Resident tax rates
The personal tax rates for low- and middle-income earners are going to drop for the 2012-13 tax year.
Individuals who expect to have taxable income of less than $80,000 in the 2012/13 income year may get a permanent benefit from deferring some income from the 2011/12 income year until the 2012/13 income year to take advantage of the higher tax free threshold that applies from 1July 2012.
To claim all your work-related deduction entitlements, you need to check whether you have all the necessary receipts or credit card statements. Typical work-related expenses which are allowable include uniforms, employment-related telephone, mobile and internet costs, subscriptions, home office expenses and union fees.
Where you don’t have the necessary receipts on hand you can still claim up to $300 of work-related expenses provided the claims relate to outgoings you necessarily incurred in doing your job. A deduction for laundry costs is allowable where the relevant clothing is protective clothing, a compulsory uniform, an approved non-compulsory uniform or certain occupation-specific clothing. Moreover, laundry claims of up to $150 do not have to be substantiated even if your total income tax deductions exceed $300.

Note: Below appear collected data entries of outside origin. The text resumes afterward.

//! Application state management for the terminal calculator.
//!
//! This module contains the main application state and mode management
//! for the terminal user interface.

use super::calculator::{Calculator, CalculatorConfig, SequenceRequest, SequenceResponse};

/// Represents the current mode of the application.
///
/// The mode determines how key presses are interpreted and which prompt the
/// status bar shows.
#[derive(Debug, Clone, Copy, PartialEq)]
pub enum AppMode {
    /// Navigation mode - move between fields, scroll results, shortcuts
    Normal,
    /// The focused field is being edited
    Editing,
    /// Help screen is displayed
    Help,
    /// Prompting for a file to save the current request to
    SaveRequest,
    /// Prompting for a request file to load
    LoadRequest,
    /// Prompting for a CSV file to export the terms to
    ExportCsv,
    /// Prompting for a file to save the last response to as JSON
    SaveResponse,
}

/// The input fields of the form, in display order.
#[derive(Debug, Clone, Copy, PartialEq, Eq)]
pub enum Field {
    Formula,
    LowerLimit,
    UpperLimit,
}

impl Field {
    pub const ALL: [Field; 3] = [Field::Formula, Field::LowerLimit, Field::UpperLimit];

    pub fn label(self) -> &'static str {
        match self {
            Field::Formula => "a_k",
            Field::LowerLimit => "m",
            Field::UpperLimit => "n",
        }
    }

    pub fn next(self) -> Self {
        match self {
            Field::Formula => Field::LowerLimit,
            Field::LowerLimit => Field::UpperLimit,
            Field::UpperLimit => Field::Formula,
        }
    }

    pub fn previous(self) -> Self {
        match self {
            Field::Formula => Field::UpperLimit,
            Field::LowerLimit => Field::Formula,
            Field::UpperLimit => Field::LowerLimit,
        }
    }
}

const DEFAULT_REQUEST_FILE: &str = "sequence.json";
const DEFAULT_RESPONSE_FILE: &str = "sequence-result.json";
const DEFAULT_CSV_FILE: &str = "sequence.csv";

/// Main application state containing the form, the last response and UI
/// state.
///
/// # Examples
///
/// ```
/// use seqcalc::application::{App, Field};
///
/// let app = App::default();
/// assert_eq!(app.focused, Field::Formula);
/// assert_eq!(app.request.formula, "1/k");
/// ```
#[derive(Debug)]
pub struct App {
    /// Current contents of the three form fields
    pub request: SequenceRequest,
    /// Field that navigation and editing act on
    pub focused: Field,
    /// Current application mode
    pub mode: AppMode,
    /// Edit buffer for the focused field (editing mode)
    pub input: String,
    /// Cursor position within the active buffer, in characters
    pub cursor_position: usize,
    /// Response of the last calculation, if any
    pub response: Option<SequenceResponse>,
    /// First visible line of the result pane
    pub result_scroll: usize,
    /// Scroll position in help text
    pub help_scroll: usize,
    /// Temporary status message to display
    pub status_message: Option<String>,
    /// File the request was last saved to or loaded from
    pub filename: Option<String>,
    /// Input buffer for filename entry
    pub filename_input: String,
    calculator: Calculator,
}

impl Default for App {
    fn default() -> Self {
        Self::new(CalculatorConfig::default())
    }
}

impl App {
    pub fn new(config: CalculatorConfig) -> Self {
        Self {
            request: SequenceRequest::new("1/k", "1", "10"),
            focused: Field::Formula,
            mode: AppMode::Normal,
            input: String::new(),
            cursor_position: 0,
            response: None,
            result_scroll: 0,
            help_scroll: 0,
            status_message: None,
            filename: None,
            filename_input: String::new(),
            calculator: Calculator::new(config),
        }
    }

    pub fn field_value(&self, field: Field) -> &str {
        match field {
            Field::Formula => &self.request.formula,
            Field::LowerLimit => &self.request.lower_limit,
            Field::UpperLimit => &self.request.upper_limit,
        }
    }

    fn field_value_mut(&mut self, field: Field) -> &mut String {
        match field {
            Field::Formula => &mut self.request.formula,
            Field::LowerLimit => &mut self.request.lower_limit,
            Field::UpperLimit => &mut self.request.upper_limit,
        }
    }

    pub fn focus_next(&mut self) {
        self.focused = self.focused.next();
    }

    pub fn focus_previous(&mut self) {
        self.focused = self.focused.previous();
    }

    /// Switches to editing mode for the focused field.
    ///
    /// Loads the field into the input buffer and puts the cursor at the end.
    pub fn start_editing(&mut self) {
        self.mode = AppMode::Editing;
        self.input = self.field_value(self.focused).to_string();
        self.cursor_position = self.input.chars().count();
        self.status_message = None;
    }

    /// Stores the input buffer in the focused field without leaving editing
    /// mode.
    pub fn commit_input(&mut self) {
        let value = self.input.clone();
        *self.field_value_mut(self.focused) = value;
    }

    /// Commits the edit and moves on to the next field, still editing.
    pub fn edit_next_field(&mut self) {
        self.commit_input();
        self.focus_next();
        self.start_editing();
    }

    /// Completes editing, stores the field and recalculates.
    pub fn finish_editing(&mut self) {
        self.commit_input();
        self.mode = AppMode::Normal;
        self.input.clear();
        self.cursor_position = 0;
        self.calculate();
    }

    /// Cancels editing and returns to normal mode without saving changes.
    pub fn cancel_editing(&mut self) {
        self.mode = AppMode::Normal;
        self.input.clear();
        self.cursor_position = 0;
    }

    /// Runs the calculator on the current form and keeps the response.
    pub fn calculate(&mut self) {
        let response = self.calculator.calculate(&self.request);
        self.status_message = Some(match &response.error {
            Some(_) => "Calculation failed".to_string(),
            None => format!("Calculated {} term(s)", response.terms.len()),
        });
        self.response = Some(response);
        self.result_scroll = 0;
    }

    /// Lines of the result pane.
    pub fn result_lines(&self) -> Vec<&str> {
        match &self.response {
            Some(response) => response.display_text().lines().collect(),
            None => vec!["Press Enter to edit a field, c to calculate."],
        }
    }

    pub fn scroll_results_down(&mut self, lines: usize) {
        let max = self.result_lines().len().saturating_sub(1);
        self.result_scroll = (self.result_scroll + lines).min(max);
    }

    pub fn scroll_results_up(&mut self, lines: usize) {
        self.result_scroll = self.result_scroll.saturating_sub(lines);
    }

    /// Buffer that typing goes to in the current mode.
    fn active_buffer(&mut self) -> Option<&mut String> {
        match self.mode {
            AppMode::Editing => Some(&mut self.input),
            AppMode::SaveRequest | AppMode::LoadRequest | AppMode::ExportCsv | AppMode::SaveResponse => {
                Some(&mut self.filename_input)
            }
            AppMode::Normal | AppMode::Help => None,
        }
    }

    pub fn insert_char(&mut self, c: char) {
        let cursor = self.cursor_position;
        if let Some(buffer) = self.active_buffer() {
            let at = byte_offset(buffer, cursor);
            buffer.insert(at, c);
            self.cursor_position += 1;
        }
    }

    pub fn delete_before_cursor(&mut self) {
        let cursor = self.cursor_position;
        if cursor == 0 {
            return;
        }
        if let Some(buffer) = self.active_buffer() {
            let at = byte_offset(buffer, cursor - 1);
            buffer.remove(at);
            self.cursor_position -= 1;
        }
    }

    pub fn delete_at_cursor(&mut self) {
        let cursor = self.cursor_position;
        if let Some(buffer) = self.active_buffer() {
            if cursor < buffer.chars().count() {
                let at = byte_offset(buffer, cursor);
                buffer.remove(at);
            }
        }
    }

    pub fn move_cursor_left(&mut self) {
        self.cursor_position = self.cursor_position.saturating_sub(1);
    }

    pub fn move_cursor_right(&mut self) {
        let len = self.active_buffer().map(|b| b.chars().count()).unwrap_or(0);
        if self.cursor_position < len {
            self.cursor_position += 1;
        }
    }

    pub fn move_cursor_home(&mut self) {
        self.cursor_position = 0;
    }

    pub fn move_cursor_end(&mut self) {
        self.cursor_position = self.active_buffer().map(|b| b.chars().count()).unwrap_or(0);
    }

    fn start_filename_prompt(&mut self, mode: AppMode, default: String) {
        self.mode = mode;
        self.filename_input = default;
        self.cursor_position = self.filename_input.chars().count();
        self.status_message = None;
    }

    /// Switches to save mode, pre-filled with the current or default filename.
    pub fn start_save_request(&mut self) {
        let default = self.filename.clone().unwrap_or_else(|| DEFAULT_REQUEST_FILE.to_string());
        self.start_filename_prompt(AppMode::SaveRequest, default);
    }

    pub fn start_load_request(&mut self) {
        let default = self.filename.clone().unwrap_or_else(|| DEFAULT_REQUEST_FILE.to_string());
        self.start_filename_prompt(AppMode::LoadRequest, default);
    }

    pub fn start_csv_export(&mut self) {
        let default = self
            .filename
            .as_ref()
            .map(|f| f.replace(".json", ".csv"))
            .unwrap_or_else(|| DEFAULT_CSV_FILE.to_string());
        self.start_filename_prompt(AppMode::ExportCsv, default);
    }

    pub fn start_save_response(&mut self) {
        self.start_filename_prompt(AppMode::SaveResponse, DEFAULT_RESPONSE_FILE.to_string());
    }

    /// Cancels filename input and returns to normal mode.
    pub fn cancel_filename_input(&mut self) {
        self.finish_filename_prompt();
    }

    fn finish_filename_prompt(&mut self) {
        self.mode = AppMode::Normal;
        self.filename_input.clear();
        self.cursor_position = 0;
    }

    /// Filename typed at the prompt, or the default for the current mode.
    pub fn prompt_filename(&self) -> String {
        if !self.filename_input.trim().is_empty() {
            return self.filename_input.trim().to_string();
        }
        match self.mode {
            AppMode::ExportCsv => DEFAULT_CSV_FILE,
            AppMode::SaveResponse => DEFAULT_RESPONSE_FILE,
            _ => DEFAULT_REQUEST_FILE,
        }
        .to_string()
    }

    /// Processes the result of saving the request.
    pub fn set_save_result(&mut self, result: Result<String, String>) {
        match result {
            Ok(filename) => {
                self.status_message = Some(format!("Saved to {}", filename));
                self.filename = Some(filename);
            }
            Err(error) => {
                self.status_message = Some(format!("Save failed: {}", error));
            }
        }
        self.finish_filename_prompt();
    }

    /// Processes the result of loading a request; a loaded request is
    /// calculated right away.
    pub fn set_load_result(&mut self, result: Result<(SequenceRequest, String), String>) {
        self.finish_filename_prompt();
        match result {
            Ok((request, filename)) => {
                self.request = request;
                self.focused = Field::Formula;
                self.calculate();
                self.status_message = Some(format!("Loaded from {}", filename));
                self.filename = Some(filename);
            }
            Err(error) => {
                self.status_message = Some(format!("Load failed: {}", error));
            }
        }
    }

    pub fn set_csv_export_result(&mut self, result: Result<String, String>) {
        self.status_message = Some(match result {
            Ok(filename) => format!("Exported to {}", filename),
            Err(error) => format!("Export failed: {}", error),
        });
        self.finish_filename_prompt();
    }

    pub fn set_save_response_result(&mut self, result: Result<String, String>) {
        self.status_message = Some(match result {
            Ok(filename) => format!("Result saved to {}", filename),
            Err(error) => format!("Save failed: {}", error),
        });
        self.finish_filename_prompt();
    }
}

/// Byte offset of the `char_index`-th character, or the end of the string.
fn byte_offset(text: &str, char_index: usize) -> usize {
    text.char_indices()
        .nth(char_index)
        .map(|(offset, _)| offset)
        .unwrap_or(text.len())
}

From 1 July 2012 all taxpayers, regardless of age, will have their concessional contributions capped at $25,000.
Accordingly, if you will be over 50 years of age as at 30 June 2012, you may want to consider a concessional superannuation contribution of up to $50,000 before 1 July 2012.
From 1 July 2012, the maximum co-contribution will drop from $1,000 to $500.
An individual likely to earn less than $61,920 in the 2011-12 tax year should also consider making after-tax contributions to their superannuation to qualify for the superannuation co-contribution.
There will be a means test for the medical expenses tax offset from 1 July 2012. Individuals with an adjusted taxable income above the Medicare levy surcharge threshold ($84,000 for singles and $168,000 for couples and families), may want to consider incurring medical expenses before 1 July 2012 to obtain the benefit of the current lower threshold and higher offset rate.
The threshold net medical expense amount for the 2011/12 year is currently $2,060. This will increase for the 2012/13 year by an index factor for taxpayers under the adjusted taxable income means test amounts as above.
However, for those over the adjusted taxable income means test, the net medical expenses threshold will increase to $5,000 and the percentage offset will decrease from 20% to 10%.